The Corpse of Anna Fritz first published (in a shorter version) by Sight & Sound as part of coverage of the Cult programme at the London Film Festival 2015
Like necrophiles, cinephiles dream that the object of their affection, though flat, cold and unresponsive, is somehow alive, and not merely a blank repository for their own projected feelings and fantasies – and so they devote themselves to preserving and penetrating the memories of the past and the dead. This is why necrophilia is one of cinema’s most reflexive themes: films that are set in morgues, and explore the perverse one-way relationships between mortuary attendants and corpses on the slab, tend to catch us viewers in the act, confronting us with our own compulsive fetish for mummified movie remains.
As Hèctor Hernández Vicens’ briskly paced feature debut The Corpse of Anna Fritz introduces three young men (Albert Carbó, Bernt Saumell, Cristian Valencia) who sneak into a hospital morgue, first for a peek at the naked corpse of the recently deceased Anna Fritz (Alba Ribas), and then for more intimate, invasive contact with the body, all this was on my mind – not least because Anna is, or was, expressly a movie-star, so that these young men are physically negotiating their proximity to, and distance from, cinema’s fantasy world.

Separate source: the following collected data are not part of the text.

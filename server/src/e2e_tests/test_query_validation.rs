//! Test that invalid queries are rejected with 400.

use serde_json::json;

use crate::e2e_tests::helpers::*;

#[tokio::test]
async fn test_missing_query() {
    let server = TestServer::offline().await;

    let (status, body) = server.post_json("/api/query", &json!({})).await;

    assert_eq!(status, 400);
    assert_envelope(&body);
    assert!(result_of(&body).contains("Query is required"));
}

#[tokio::test]
async fn test_null_query() {
    let server = TestServer::offline().await;

    let (status, body) = server.post_json("/api/query", &json!({"query": null})).await;

    assert_eq!(status, 400);
    assert!(result_of(&body).contains("Query is required"));
}

#[tokio::test]
async fn test_empty_query() {
    let server = TestServer::offline().await;

    let (status, body) = server.post_json("/api/query", &json!({"query": ""})).await;

    assert_eq!(status, 400);
    assert_envelope(&body);
    assert!(result_of(&body).contains("Query cannot be empty"));
}

#[tokio::test]
async fn test_non_string_query() {
    let server = TestServer::offline().await;

    let (status, body) = server.post_json("/api/query", &json!({"query": 123})).await;

    assert_eq!(status, 400);
    assert_envelope(&body);
    assert!(result_of(&body).contains("Query must be a string"));
}

#[tokio::test]
async fn test_too_long_query() {
    let server = TestServer::offline().await;

    let (status, body) = server
        .post_json("/api/query", &json!({"query": "a".repeat(1001)}))
        .await;

    assert_eq!(status, 400);
    assert_eq!(
        result_of(&body),
        "Error: Query is too long (maximum 1000 characters)"
    );
}

#[tokio::test]
async fn test_harmful_query() {
    let server = TestServer::offline().await;

    let (status, body) = server
        .post_json("/api/query", &json!({"query": "please DROP TABLE blocks"}))
        .await;

    assert_eq!(status, 400);
    assert_eq!(
        result_of(&body),
        "Error: Query contains potentially harmful content"
    );
}

/// Only JSON bodies are parsed; a form-encoded body carries no query.
#[tokio::test]
async fn test_body_without_json_content_type() {
    let server = TestServer::offline().await;

    let (status, body) = server
        .post_raw("/api/query", "query=blocks", "application/x-www-form-urlencoded")
        .await;

    assert_eq!(status, 400);
    assert!(result_of(&body).contains("Query is required"));
}
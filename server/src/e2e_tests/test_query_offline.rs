//! Test that valid queries are answered by the offline backend.

use serde_json::json;

use crate::e2e_tests::helpers::*;

#[tokio::test]
async fn test_valid_query_in_test_mode() {
    let server = TestServer::offline().await;

    let (status, body) = server
        .post_json("/api/query", &json!({"query": "What is blockchain?"}))
        .await;

    assert_eq!(status, 200);
    assert_envelope(&body);
    assert!(result_of(&body).contains("Test Mode Response"));
    assert!(result_of(&body).contains("What is blockchain?"));
}

#[tokio::test]
async fn test_moderately_long_query() {
    let server = TestServer::offline().await;
    let long_query = "What is blockchain? ".repeat(10);

    let (status, body) = server
        .post_json("/api/query", &json!({"query": long_query}))
        .await;

    assert_eq!(status, 200);
    assert!(result_of(&body).contains("Test Mode Response"));
}

#[tokio::test]
async fn test_query_is_sanitized_before_dispatch() {
    let server = TestServer::offline().await;

    let (status, body) = server
        .post_json("/api/query", &json!({"query": "  show   me\n\tthe latest blocks  "}))
        .await;

    assert_eq!(status, 200);
    assert!(result_of(&body).contains("\"show me the latest blocks\""));
}

#[tokio::test]
async fn test_extra_fields_are_ignored() {
    let server = TestServer::offline().await;

    let (status, body) = server
        .post_json("/api/query", &json!({"query": "gas prices", "limit": 5}))
        .await;

    assert_eq!(status, 200);
    assert!(result_of(&body).contains("gas prices"));
}
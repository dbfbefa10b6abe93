//! End-to-end tests at the HTTP request/response level.
//!
//! Each test file covers a specific scenario. Every test starts the real
//! router on an ephemeral port and talks to it over HTTP.

#![cfg(test)]

mod helpers;

mod test_backend_failures;
mod test_backend_panic;
mod test_client_wrapper;
mod test_malformed_body;
mod test_query_offline;
mod test_query_validation;
mod test_routes;
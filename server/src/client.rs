//! Client for the query endpoint.
//!
//! [`ApiClient::query`] never returns an error: network failures, non-2xx
//! responses and malformed bodies are all folded into a failed
//! [`ClientEnvelope`].

use std::sync::Arc;

use reqwest::Client;
use serde_json::{Value, json};

use crate::clock::{SystemTimeSource, TimeSource};
use crate::envelope::ClientEnvelope;

/// Default server address.
pub const DEFAULT_BASE_URL: &str = "http://localhost:3001";

/// HTTP client for `POST /api/query`.
#[derive(Clone)]
pub struct ApiClient {
    base_url: String,
    client: Client,
    clock: Arc<dyn TimeSource>,
}

impl Default for ApiClient {
    fn default() -> Self {
        Self::new(DEFAULT_BASE_URL)
    }
}

impl ApiClient {
    #[must_use]
    pub fn new(base_url: impl Into<String>) -> Self {
        Self {
            base_url: base_url.into(),
            client: Client::new(),
            clock: Arc::new(SystemTimeSource),
        }
    }

    #[must_use]
    pub fn base_url(&self) -> &str {
        &self.base_url
    }

    /// Submit `text` and normalize whatever comes back.
    pub async fn query(&self, text: &str) -> ClientEnvelope<Value> {
        match self.try_query(text).await {
            Ok(envelope) => envelope,
            Err(message) => {
                tracing::debug!("query request failed: {message}");
                ClientEnvelope::failure(message, self.clock.now_iso())
            }
        }
    }

    async fn try_query(&self, text: &str) -> Result<ClientEnvelope<Value>, String> {
        let url = format!("{}/api/query", self.base_url.trim_end_matches('/'));
        let response = self
            .client
            .post(url)
            .json(&json!({ "query": text }))
            .send()
            .await
            .map_err(|e| e.to_string())?;

        let status = response.status();
        if !status.is_success() {
            let body: Value = response.json().await.unwrap_or_default();
            return Err(body
                .get("error")
                .and_then(Value::as_str)
                .map_or_else(
                    || {
                        format!(
                            "HTTP {}: {}",
                            status.as_u16(),
                            status.canonical_reason().unwrap_or_default()
                        )
                    },
                    str::to_string,
                ));
        }

        let body: Value = response.json().await.map_err(|e| e.to_string())?;
        let execution_time = body.get("executionTime").and_then(Value::as_u64);
        let timestamp = body
            .get("timestamp")
            .and_then(Value::as_str)
            .filter(|t| !t.is_empty())
            .map_or_else(|| self.clock.now_iso(), str::to_string);
        let data = match body.get("result") {
            Some(result) if is_truthy(result) => result.clone(),
            _ => body,
        };

        Ok(ClientEnvelope::ok(data, execution_time, timestamp))
    }
}

/// Whether a JSON value would be considered present by the server's clients.
fn is_truthy(value: &Value) -> bool {
    match value {
        Value::Null => false,
        Value::Bool(b) => *b,
        Value::Number(n) => n.as_f64().is_some_and(|f| f != 0.0),
        Value::String(s) => !s.is_empty(),
        Value::Array(_) | Value::Object(_) => true,
    }
}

Yet while at first the film is apparently reimagining fellow Spaniard Nacho Cerdà’s notorious morgue-set short Aftermath (1994), and throwing in the celebrity body politic from Brandon Cronenberg’s ANTIVIRAL (2012), soon these opportunists’ intended necrophilia becomes redefined as unintended assault, and from both their internal struggle to determine which transgression’s discovery might be worse and their desperation to wipe away any moral stain, a disappointingly conventional thriller emerges. This rape-revenance plays like an elongated version of the hospital sequence from Kill Bill: Vol. 1 (2003) – although its games of table-(and slab-)turning are certainly tense.